La tendance observée en Bretagne n’est pas unique. Les autres régions françaises se situent sur la même pente : – 4,4 % en Pays de la Loire et Vendée. De même que les autres gros pays laitiers européens sont en repli : – 2,5 % en Allemagne, – 1,5 % aux Pays-Bas.

Pour autant que l’érosion laitière touche la Bretagne, la région demeure le 1er bassin laitier de France adossé sur un fort savoir-faire des éleveurs et un maillage industriel dense. Pour rester un poids lourd laitier, la région doit impérativement négocier le virage du renouvellement compte tenu des nombreux départs prévus dans les 5-10 ans. Pour l’heure le compte n’y est pas. Le taux de remplacement est de 28 % en production laitière en Bretagne (moins de 3 installés pour 10 producteurs qui arrêtent).

Des jeunes motivés

Mais le vent pourrait tourner. Les écoles d’agriculture bretonnes, et particulièrement d’Ille-et-Vilaine, ne voient pas de défection de la motivation des jeunes pour la production laitière. Au contraire. Un gisement pour l’installation dans les années futures ? Il faudra alors que les revenus se maintiennent, ce qui passe inévitablement par un meilleur prix du lait compte tenu de la hausse importante des charges. À cet égard, les résultats du 3e trimestre 2023, diffusés par Cerfrance, sont décevants puisque le revenu courant baisse de 43 €/ 1 000 L. Un mauvais signal pour une filière qui se trouve à la croisée des chemins.

(1) Source des données de l’article : Olivier Carvin, chargé de mission économie-emploi, Chambre d’agriculture de Bretagne ; Idele ; FranceAgriMer, MSA.
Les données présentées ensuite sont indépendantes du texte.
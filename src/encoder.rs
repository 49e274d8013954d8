//! # 编码器模块
//!
//! 根据载荷大小生成一张中性灰的正方形载体，把帧写进容量区域的最低有效位。

use crate::constants::NEUTRAL_FILL;
use crate::error::EncodeError;
use crate::frame::{Frame, carrier_capacity_fits, carrier_side};
use crate::raster::{ImageCodec, Raster, RasterCodec};
use crate::steganography::{capacity_bits, embed_bits};
use log::debug;

/// 生成嵌入了 `payload` 和 `extension` 的原始载体栅格。
///
/// # Errors
///
/// * 扩展名不是 ASCII 或超过 255 字节。
/// * 帧长度超出 32 位范围。
/// * 估算出的载体放不下整个帧。
pub fn encode_raster(payload: &[u8], extension: &str) -> Result<Raster, EncodeError> {
    let frame = Frame::new(payload, extension)?;
    let side = carrier_side(frame.extension().len(), payload.len())?;
    let needed = frame.total_bits();

    if !carrier_capacity_fits(side, needed) {
        return Err(EncodeError::CapacityShortfall {
            side,
            capacity: capacity_bits(side, side),
            needed,
        });
    }

    debug!(
        "Encoding {} payload bytes (.{}) into a {side}x{side} carrier, {needed} bits",
        payload.len(),
        frame.extension()
    );

    let mut carrier = Raster::filled(side, side, NEUTRAL_FILL)?;
    let written = embed_bits(&mut carrier, frame.bits());
    debug_assert_eq!(written, needed);

    Ok(carrier)
}

/// 生成载体并用 `codec` 编码为图像容器字节。
pub fn encode<C>(codec: &C, payload: &[u8], extension: &str) -> Result<Vec<u8>, EncodeError>
where
    C: RasterCodec + ?Sized,
{
    let carrier = encode_raster(payload, extension)?;
    Ok(codec.encode_raster(&carrier)?)
}

/// 生成 PNG 格式的载体。
pub fn encode_png(payload: &[u8], extension: &str) -> Result<Vec<u8>, EncodeError> {
    encode(&ImageCodec::default(), payload, extension)
}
OPINION – Jean-Hervé Caugant Président du pôle herbivore de Chambre d’agriculture de Région Bretagne

Un début 2024 encourageant

La Bretagne connaît une amélioration de sa collecte de + 0,5% en janvier par rapport à 2023. D’après les enquêtes hebdomadaires de FranceAgriMer, la collecte française de février 2024 augmenterait de + 0,5 % / 2023. En bio, le recul s’est atténué en Bretagne (- 2 %). Les banquiers indiquent qu’ils sentent à nouveau un frémissement dans les investissements.